**Records supplied:**

▬▬▬▬▬▬

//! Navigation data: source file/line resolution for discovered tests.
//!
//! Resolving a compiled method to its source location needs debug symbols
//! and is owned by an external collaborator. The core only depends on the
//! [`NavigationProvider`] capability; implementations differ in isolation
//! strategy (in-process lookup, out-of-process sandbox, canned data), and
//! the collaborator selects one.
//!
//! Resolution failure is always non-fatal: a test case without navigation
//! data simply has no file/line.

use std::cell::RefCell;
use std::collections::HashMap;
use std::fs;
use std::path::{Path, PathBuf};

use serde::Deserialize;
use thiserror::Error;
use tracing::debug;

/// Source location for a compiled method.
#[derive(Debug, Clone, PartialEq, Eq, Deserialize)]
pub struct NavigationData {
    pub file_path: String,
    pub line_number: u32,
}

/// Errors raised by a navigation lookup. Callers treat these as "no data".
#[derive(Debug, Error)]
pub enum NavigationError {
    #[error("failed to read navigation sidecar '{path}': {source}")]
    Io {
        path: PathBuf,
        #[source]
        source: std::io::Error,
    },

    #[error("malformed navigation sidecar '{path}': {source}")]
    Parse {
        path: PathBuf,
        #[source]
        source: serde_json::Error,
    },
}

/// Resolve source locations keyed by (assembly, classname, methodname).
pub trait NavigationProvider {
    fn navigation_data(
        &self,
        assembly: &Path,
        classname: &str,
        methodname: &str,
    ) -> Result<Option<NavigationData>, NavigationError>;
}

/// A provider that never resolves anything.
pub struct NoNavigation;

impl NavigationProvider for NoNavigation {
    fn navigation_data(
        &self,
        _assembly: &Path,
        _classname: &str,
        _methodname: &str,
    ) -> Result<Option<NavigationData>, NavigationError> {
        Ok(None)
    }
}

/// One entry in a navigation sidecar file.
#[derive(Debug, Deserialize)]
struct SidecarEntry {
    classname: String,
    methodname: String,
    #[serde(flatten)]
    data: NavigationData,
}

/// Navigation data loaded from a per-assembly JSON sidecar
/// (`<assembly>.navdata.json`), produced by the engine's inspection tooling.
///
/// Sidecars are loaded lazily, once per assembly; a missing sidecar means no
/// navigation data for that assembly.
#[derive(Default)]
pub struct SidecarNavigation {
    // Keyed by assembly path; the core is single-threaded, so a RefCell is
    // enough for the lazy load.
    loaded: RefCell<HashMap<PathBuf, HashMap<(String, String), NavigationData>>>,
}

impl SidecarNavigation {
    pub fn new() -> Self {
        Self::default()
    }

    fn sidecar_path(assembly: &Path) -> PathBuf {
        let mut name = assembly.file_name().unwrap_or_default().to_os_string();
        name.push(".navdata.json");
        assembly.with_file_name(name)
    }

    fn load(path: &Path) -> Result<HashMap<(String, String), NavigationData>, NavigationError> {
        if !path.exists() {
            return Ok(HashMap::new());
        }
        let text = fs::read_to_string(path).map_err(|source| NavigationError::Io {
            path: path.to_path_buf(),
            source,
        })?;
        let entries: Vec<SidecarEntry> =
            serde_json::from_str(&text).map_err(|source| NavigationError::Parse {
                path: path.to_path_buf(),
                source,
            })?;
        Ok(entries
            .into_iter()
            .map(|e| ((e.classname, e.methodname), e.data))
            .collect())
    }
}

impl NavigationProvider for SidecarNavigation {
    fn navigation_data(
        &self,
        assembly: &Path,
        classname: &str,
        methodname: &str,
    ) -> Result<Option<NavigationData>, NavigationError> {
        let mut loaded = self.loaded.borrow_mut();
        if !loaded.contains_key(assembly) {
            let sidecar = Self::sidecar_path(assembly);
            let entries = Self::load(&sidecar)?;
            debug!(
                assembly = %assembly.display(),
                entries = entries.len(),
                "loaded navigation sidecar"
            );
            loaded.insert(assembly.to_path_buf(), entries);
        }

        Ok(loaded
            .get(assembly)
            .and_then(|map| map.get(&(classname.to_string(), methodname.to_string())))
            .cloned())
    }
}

▬▬▬▬▬▬

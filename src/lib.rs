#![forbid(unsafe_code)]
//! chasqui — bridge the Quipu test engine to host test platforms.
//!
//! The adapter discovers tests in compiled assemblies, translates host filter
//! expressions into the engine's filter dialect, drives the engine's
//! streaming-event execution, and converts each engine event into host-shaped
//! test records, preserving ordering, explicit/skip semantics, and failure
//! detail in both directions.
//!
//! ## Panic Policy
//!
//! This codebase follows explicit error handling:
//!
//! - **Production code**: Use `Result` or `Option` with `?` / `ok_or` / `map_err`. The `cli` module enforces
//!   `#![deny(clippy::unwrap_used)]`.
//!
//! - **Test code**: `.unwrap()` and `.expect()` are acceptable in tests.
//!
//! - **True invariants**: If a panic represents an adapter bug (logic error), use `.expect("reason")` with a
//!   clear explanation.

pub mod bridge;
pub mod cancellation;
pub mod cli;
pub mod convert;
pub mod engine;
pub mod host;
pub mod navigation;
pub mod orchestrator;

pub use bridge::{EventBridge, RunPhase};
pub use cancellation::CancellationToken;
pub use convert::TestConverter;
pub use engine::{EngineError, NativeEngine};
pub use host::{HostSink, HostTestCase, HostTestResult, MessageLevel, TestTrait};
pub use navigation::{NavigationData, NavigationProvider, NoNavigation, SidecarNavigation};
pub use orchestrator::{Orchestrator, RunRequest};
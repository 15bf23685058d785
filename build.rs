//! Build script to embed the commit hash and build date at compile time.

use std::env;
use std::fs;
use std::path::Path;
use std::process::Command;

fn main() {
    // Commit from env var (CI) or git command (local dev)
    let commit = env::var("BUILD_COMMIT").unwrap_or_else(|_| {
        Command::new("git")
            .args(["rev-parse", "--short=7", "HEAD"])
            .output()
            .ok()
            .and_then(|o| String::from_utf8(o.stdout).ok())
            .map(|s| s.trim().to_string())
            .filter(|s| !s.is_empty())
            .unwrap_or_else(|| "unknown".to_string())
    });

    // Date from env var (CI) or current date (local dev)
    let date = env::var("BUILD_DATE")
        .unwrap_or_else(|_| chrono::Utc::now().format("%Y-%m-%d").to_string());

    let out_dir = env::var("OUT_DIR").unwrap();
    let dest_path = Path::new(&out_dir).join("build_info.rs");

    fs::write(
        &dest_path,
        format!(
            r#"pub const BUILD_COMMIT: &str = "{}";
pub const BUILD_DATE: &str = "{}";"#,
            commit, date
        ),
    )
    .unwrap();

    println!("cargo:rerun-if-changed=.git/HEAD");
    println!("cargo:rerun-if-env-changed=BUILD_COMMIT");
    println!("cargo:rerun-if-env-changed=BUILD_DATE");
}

▬▬▬▬▬▬

**Work instructions:**
State how many lines of the data include the word "that", with nothing else.

**Answer space:**
2